[Data records]
----

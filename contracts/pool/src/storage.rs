// SPDX-License-Identifier: MIT
// Pool storage

use soroban_sdk::{contracttype, Address, Env};

use crate::types::{PoolConfig, PoolState};
use tideswap_position::{is_empty, Position};
use tideswap_tick::TickInfo;

// ============================================================
// STORAGE KEYS
// ============================================================

#[contracttype]
pub enum PoolDataKey {
    /// Pool configuration
    Config,
    /// Pool state
    State,
    /// Initialization flag
    Initialized,
    /// Tick record by tick index
    Tick(i32),
    /// Position by (owner, lower_tick, upper_tick)
    Position(Address, i32, i32),
}

// ============================================================
// TTL CONFIGURATION
// ============================================================

/// Persistent storage lifetime in ledgers (~1 year at 5s/ledger)
const PERSISTENT_LIFETIME: u32 = 6_307_200;
const PERSISTENT_BUMP: u32 = 6_307_200;

fn extend_ttl(env: &Env, key: &PoolDataKey) {
    env.storage()
        .persistent()
        .extend_ttl(key, PERSISTENT_LIFETIME, PERSISTENT_BUMP);
}

// ============================================================
// INITIALIZATION
// ============================================================

pub fn is_initialized(env: &Env) -> bool {
    env.storage().persistent().has(&PoolDataKey::Initialized)
}

pub fn set_initialized(env: &Env) {
    env.storage()
        .persistent()
        .set(&PoolDataKey::Initialized, &true);
    extend_ttl(env, &PoolDataKey::Initialized);
}

// ============================================================
// CONFIG / STATE
// ============================================================

pub fn write_pool_config(env: &Env, config: &PoolConfig) {
    env.storage().persistent().set(&PoolDataKey::Config, config);
    extend_ttl(env, &PoolDataKey::Config);
}

pub fn read_pool_config(env: &Env) -> PoolConfig {
    env.storage()
        .persistent()
        .get(&PoolDataKey::Config)
        .expect("pool not initialized")
}

pub fn write_pool_state(env: &Env, state: &PoolState) {
    env.storage().persistent().set(&PoolDataKey::State, state);
    extend_ttl(env, &PoolDataKey::State);
}

pub fn read_pool_state(env: &Env) -> PoolState {
    env.storage()
        .persistent()
        .get(&PoolDataKey::State)
        .expect("pool not initialized")
}

// ============================================================
// TICKS
// ============================================================

pub fn read_tick_info(env: &Env, tick: i32) -> TickInfo {
    env.storage()
        .persistent()
        .get(&PoolDataKey::Tick(tick))
        .unwrap_or_default()
}

/// Write a tick record, deleting the key once the tick no longer bounds
/// any position
pub fn write_tick_info(env: &Env, tick: i32, info: &TickInfo) {
    let key = PoolDataKey::Tick(tick);
    if info.liquidity_gross == 0 && !info.initialized {
        env.storage().persistent().remove(&key);
    } else {
        env.storage().persistent().set(&key, info);
        extend_ttl(env, &key);
    }
}

// ============================================================
// POSITIONS
// ============================================================

pub fn read_position(env: &Env, owner: &Address, lower: i32, upper: i32) -> Position {
    env.storage()
        .persistent()
        .get(&PoolDataKey::Position(owner.clone(), lower, upper))
        .unwrap_or_default()
}

pub fn position_exists(env: &Env, owner: &Address, lower: i32, upper: i32) -> bool {
    env.storage()
        .persistent()
        .has(&PoolDataKey::Position(owner.clone(), lower, upper))
}

/// Write a position, deleting the key once it holds no liquidity and no
/// uncollected fees
pub fn write_position(env: &Env, owner: &Address, lower: i32, upper: i32, pos: &Position) {
    let key = PoolDataKey::Position(owner.clone(), lower, upper);
    if is_empty(pos) {
        env.storage().persistent().remove(&key);
    } else {
        env.storage().persistent().set(&key, pos);
        extend_ttl(env, &key);
    }
}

----

▶ [ABOUT THIS TASK]:
Reproduce exactly every line that sits between the start of the entries and the line bearing "pub fn is_initialized(env: &Env)", counting both of those lines.

▶ [ANSWER FOR THE TASK]:
filename contracts/pool/src/storage.rs
// SPDX-License-Identifier: MIT
// Pool storage

use soroban_sdk::{contracttype, Address, Env};

use crate::types::{PoolConfig, PoolState};
use tideswap_position::{is_empty, Position};
use tideswap_tick::TickInfo;

// ============================================================
// STORAGE KEYS
// ============================================================

#[contracttype]
pub enum PoolDataKey {
    /// Pool configuration
    Config,
    /// Pool state
    State,
    /// Initialization flag
    Initialized,
    /// Tick record by tick index
    Tick(i32),
    /// Position by (owner, lower_tick, upper_tick)
    Position(Address, i32, i32),
}

// ============================================================
// TTL CONFIGURATION
// ============================================================

/// Persistent storage lifetime in ledgers (~1 year at 5s/ledger)
const PERSISTENT_LIFETIME: u32 = 6_307_200;
const PERSISTENT_BUMP: u32 = 6_307_200;

fn extend_ttl(env: &Env, key: &PoolDataKey) {
    env.storage()
        .persistent()
        .extend_ttl(key, PERSISTENT_LIFETIME, PERSISTENT_BUMP);
}

// ============================================================
// INITIALIZATION
// ============================================================

pub fn is_initialized(env: &Env) -> bool {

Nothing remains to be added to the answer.